#### The data ####

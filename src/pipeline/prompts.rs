//! Prompt templates for the completion service
//!
//! Placeholders are `{name}`; anything in braces that isn't a supplied
//! variable (such as a JSON example) is left alone.

/// First line of the synthesis prompt.
pub const SYNTHESIS_HEADER: &str =
    "You are a Neo4j developer translating user questions into Cypher";

/// First line of the repair prompt.
pub const REPAIR_HEADER: &str = "You are an expert Neo4j developer reviewing a Cypher statement";

/// First line of the answer prompt.
pub const ANSWER_HEADER: &str = "Use the following context to answer the following question.";

pub(crate) const SYNTHESIS: &str = "You are a Neo4j developer translating user questions into Cypher
to answer questions about the data in the graph.
Convert the user's question into a Cypher statement based on the schema.

You must:
* Only use the nodes, relationships and properties mentioned in the schema.
* When required, use `IS NOT NULL` to check for property existence.
* Use the `elementId()` function to return the unique identifier for a node or relationship
  as `{id_field}`.
* Include extra properties that may help provide a more informative answer.
* Limit the maximum number of results to {limit}.
* Respond with only a Cypher statement. No preamble.

Example Question: Who authored the paper about transformers?
Example Cypher:
MATCH (p:Paper)<-[:AUTHORED]-(a:Person)
WHERE toLower(p.title) CONTAINS 'transformer'
RETURN p.title AS Paper, collect(a.name) AS Authors, elementId(p) AS {id_field}
LIMIT {limit}

Schema:
{schema}

Question:
{question}
";

pub(crate) const REPAIR: &str = "You are an expert Neo4j developer reviewing a Cypher statement
written to answer the question below. Check it against the schema and fix
every problem you find.

Check that:
* only node labels, relationship types and properties from the schema are used
* relationship directions match the schema
* every variable is defined before it is used and the syntax is valid
* node and relationship identifiers are returned as `{id_field}` using `elementId()`
* the statement actually answers the question

Errors reported against the current statement (N/A means it has not been checked yet):
{errors}

Respond with a JSON object and nothing else:
{\"cypher\": \"<the corrected statement>\", \"errors\": [\"<each problem you found>\"]}
If the statement is already correct, return it unchanged with an empty errors list.

Schema:
{schema}

Question:
{question}

Cypher:
{cypher}
";

pub(crate) const ANSWER: &str = "Use the following context to answer the following question.
The context is provided by an authoritative source, you must never doubt it.
You must use the context to answer the question but may also use previous
training knowledge to phrase a more helpful answer, never to contradict it.

Make the answer sound like it is a response to the question.
Do not mention that you have based your response on the context, a database
or any other source.

Here is an example:

Question: Who played Woody in Toy Story?
Context: {\"role\": \"Woody\", \"actor\": \"Tom Hanks\"}
Response: Tom Hanks played Woody in Toy Story.

If the context is \"I don't know\", say that you don't know and don't try to
make up an answer. You may also ask for clarification.

Question:
{question}

Context:
{context}
";

/// Substitute `{name}` placeholders in a single pass.
///
/// Substituted values are never rescanned, so a question that happens to
/// contain `{schema}` stays literal.
pub(crate) fn render(template: &str, vars: &[(&str, &str)]) -> String {
    let mut out = String::with_capacity(template.len());
    let mut rest = template;
    while let Some(open) = rest.find('{') {
        out.push_str(&rest[..open]);
        let after = &rest[open + 1..];
        let value = after.find('}').and_then(|close| {
            let name = &after[..close];
            vars.iter()
                .find(|(key, _)| *key == name)
                .map(|(_, value)| (*value, close))
        });
        match value {
            Some((value, close)) => {
                out.push_str(value);
                rest = &after[close + 1..];
            }
            None => {
                out.push('{');
                rest = after;
            }
        }
    }
    out.push_str(rest);
    out
}
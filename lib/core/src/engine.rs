use crate::images::{ImageResolver, ImageSource, ResolverConfig};
use crate::index::TermIndex;
use crate::scoring::Scorer;
use crate::store::{Row, TabularStore};
use crate::Result;
use ordered_float::OrderedFloat;
use rand::seq::IndexedRandom;
use rand::Rng;
use serde::Serialize;
use std::cmp::Reverse;
use std::path::PathBuf;

/// A row matched for a term, with its relevance
#[derive(Debug, Clone, PartialEq, Serialize)]
pub struct ScoredResult {
    pub row_index: usize,
    pub full_id: String,
    pub score: f64,
}

/// Order results by score descending, ties by `full_id` descending
///
/// Two stable sorts: the secondary key first, then the primary key, so equal
/// scores keep the `full_id` order established by the first pass.
pub fn rank(results: &mut [ScoredResult]) {
    results.sort_by(|a, b| b.full_id.cmp(&a.full_id));
    results.sort_by_key(|r| Reverse(OrderedFloat(r.score)));
}

/// Read-only retrieval over a loaded catalog
///
/// The store and index are built once in the constructor and never mutated,
/// so an engine can be shared across threads for concurrent queries.
pub struct Engine<S = ImageResolver> {
    store: TabularStore,
    index: TermIndex,
    scorer: Scorer,
    images: S,
}

impl Engine<ImageResolver> {
    /// Load `metadata.csv` from the resolver root and index it
    pub fn load(config: ResolverConfig) -> Result<Self> {
        let store = TabularStore::open(&config.root)?;
        Ok(Self::new(store, ImageResolver::new(config)))
    }
}

impl<S: ImageSource> Engine<S> {
    pub fn new(store: TabularStore, images: S) -> Self {
        let index = TermIndex::build(&store);
        tracing::info!(
            "Catalog loaded: {} rows, {} distinct terms",
            store.row_count(),
            index.len()
        );

        Self {
            store,
            index,
            scorer: Scorer::default(),
            images,
        }
    }

    #[must_use]
    pub fn with_scorer(mut self, scorer: Scorer) -> Self {
        self.scorer = scorer;
        self
    }

    pub fn store(&self) -> &TabularStore {
        &self.store
    }

    pub fn index(&self) -> &TermIndex {
        &self.index
    }

    pub fn scorer(&self) -> &Scorer {
        &self.scorer
    }

    pub fn images(&self) -> &S {
        &self.images
    }

    /// Rows whose searchable fields contain `term`, in no particular order
    pub fn rows_for_term<'a>(&'a self, term: &str) -> impl Iterator<Item = (usize, &'a Row)> + 'a {
        self.index
            .lookup(term)
            .iter()
            .filter_map(move |&idx| self.store.row_at(idx).ok().map(|row| (idx, row)))
    }

    /// Scored matches for `term`, best first with deterministic tie order
    pub fn ranked_results(&self, term: &str) -> Vec<ScoredResult> {
        let mut results: Vec<ScoredResult> = self
            .rows_for_term(term)
            .map(|(row_index, row)| ScoredResult {
                row_index,
                full_id: row.full_id.clone(),
                score: self.scorer.score(row, term),
            })
            .collect();

        rank(&mut results);
        results
    }

    /// Pick an image for `term` from the rows tied for the best score
    ///
    /// Draws one row uniformly from the top-scoring band, then one of its
    /// images. Returns `Ok(None)` when nothing matches or the chosen asset has
    /// no images; resolver errors for the chosen asset are returned as-is.
    pub fn select_representative_image<R>(&self, term: &str, rng: &mut R) -> Result<Option<PathBuf>>
    where
        R: Rng + ?Sized,
    {
        let results = self.ranked_results(term);
        let Some(top_score) = results.first().map(|r| r.score) else {
            return Ok(None);
        };

        let band_len = results.iter().take_while(|r| r.score == top_score).count();
        let Some(chosen) = results[..band_len].choose(rng) else {
            return Ok(None);
        };
        tracing::debug!(
            "Representative for '{}' drawn from {} tied rows: {}",
            term,
            band_len,
            chosen.full_id
        );

        let images = self.images.images_for(&chosen.full_id)?;
        Ok(images.choose(rng).cloned())
    }
}

#[cfg(test)]
mod tests {
    use super::*;
    use crate::images::MemoryImages;
    use crate::scoring::{QueryNormalization, ScoringWeights};
    use crate::Error;
    use rand::rngs::StdRng;
    use rand::SeedableRng;

    const TABLE: &str = "\
fullId,category,wnlemmas,name,tags
wss.01,Mirror,mirror,Mirror,
wss.02,\"Mirror,WallDecor\",,Round mirror,mirror
wss.03,Mirror,mirror,Mirror,
wss.04,Chair,chair,Chair,
wss.05,,mirror,Mirror frame,
";

    fn engine() -> Engine<MemoryImages> {
        let store = TabularStore::from_reader(TABLE.as_bytes()).unwrap();
        let mut images = MemoryImages::new();
        images.insert("wss.01", ["01/a.png", "01/b.png"]).unwrap();
        images.insert("wss.03", ["03/a.png", "03/b.png", "03/c.png"]).unwrap();
        Engine::new(store, images)
    }

    fn result(row_index: usize, full_id: &str, score: f64) -> ScoredResult {
        ScoredResult { row_index, full_id: full_id.to_string(), score }
    }

    #[test]
    fn test_rows_for_term() {
        let engine = engine();
        let mut rows: Vec<usize> = engine.rows_for_term("MIRROR").map(|(i, _)| i).collect();
        rows.sort_unstable();
        assert_eq!(rows, vec![0, 1, 2, 4]);
        assert_eq!(engine.rows_for_term("sofa").count(), 0);
    }

    #[test]
    fn test_ranked_results_order() {
        let results = engine().ranked_results("mirror");
        assert_eq!(
            results,
            vec![
                // 25 + 5 + 100, tie broken by full_id descending
                result(2, "wss.03", 130.0),
                result(0, "wss.01", 130.0),
                result(1, "wss.02", 20.0),
                result(4, "wss.05", 5.0),
            ]
        );
    }

    #[test]
    fn test_rank_is_input_order_independent() {
        let base = vec![
            result(0, "wss.b", 10.0),
            result(1, "wss.a", 10.0),
            result(2, "wss.c", 10.0),
            result(3, "wss.d", 50.0),
        ];
        let mut forward = base.clone();
        let mut reversed: Vec<_> = base.into_iter().rev().collect();
        rank(&mut forward);
        rank(&mut reversed);
        assert_eq!(forward, reversed);
        let ids: Vec<&str> = forward.iter().map(|r| r.full_id.as_str()).collect();
        assert_eq!(ids, vec!["wss.d", "wss.c", "wss.b", "wss.a"]);
    }

    #[test]
    fn test_no_match_is_empty() {
        let engine = engine();
        assert!(engine.ranked_results("sofa").is_empty());
        let mut rng = StdRng::seed_from_u64(1);
        assert_eq!(engine.select_representative_image("sofa", &mut rng).unwrap(), None);
    }

    #[test]
    fn test_representative_from_top_band_only() {
        let engine = engine();
        let allowed: Vec<PathBuf> = ["01/a.png", "01/b.png", "03/a.png", "03/b.png", "03/c.png"]
            .iter()
            .map(PathBuf::from)
            .collect();

        let mut assets = std::collections::BTreeSet::new();
        for seed in 0..64 {
            let mut rng = StdRng::seed_from_u64(seed);
            let image = engine.select_representative_image("mirror", &mut rng).unwrap().unwrap();
            assert!(allowed.contains(&image), "unexpected image {:?}", image);
            assets.insert(image.parent().unwrap().to_path_buf());
        }
        // every tied asset gets drawn, not only the head of the ranking
        assert_eq!(
            assets.into_iter().collect::<Vec<_>>(),
            vec![PathBuf::from("01"), PathBuf::from("03")]
        );
    }

    #[test]
    fn test_representative_is_seed_deterministic() {
        let engine = engine();
        let pick = |seed| {
            let mut rng = StdRng::seed_from_u64(seed);
            engine.select_representative_image("mirror", &mut rng).unwrap()
        };
        assert_eq!(pick(7), pick(7));
    }

    #[test]
    fn test_representative_surfaces_missing_images() {
        let engine = engine();
        let mut rng = StdRng::seed_from_u64(0);
        assert!(matches!(
            engine.select_representative_image("chair", &mut rng),
            Err(Error::ImageDirNotFound(_))
        ));
    }

    #[test]
    fn test_with_scorer() {
        let engine = engine().with_scorer(Scorer::new(
            ScoringWeights::default(),
            QueryNormalization::LowercaseTrim,
        ));
        assert_eq!(engine.ranked_results("  chair ")[0].score, 25.0 + 5.0 + 100.0);
    }
}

####

#### The task:
Reproduce exactly, and only, the lines from the start of the entries through the one that contains "the repair prompt.".

#### Task response:
filename src/pipeline/prompts.rs
//! Prompt templates for the completion service
//!
//! Placeholders are `{name}`; anything in braces that isn't a supplied
//! variable (such as a JSON example) is left alone.

/// First line of the synthesis prompt.
pub const SYNTHESIS_HEADER: &str =
    "You are a Neo4j developer translating user questions into Cypher";

/// First line of the repair prompt.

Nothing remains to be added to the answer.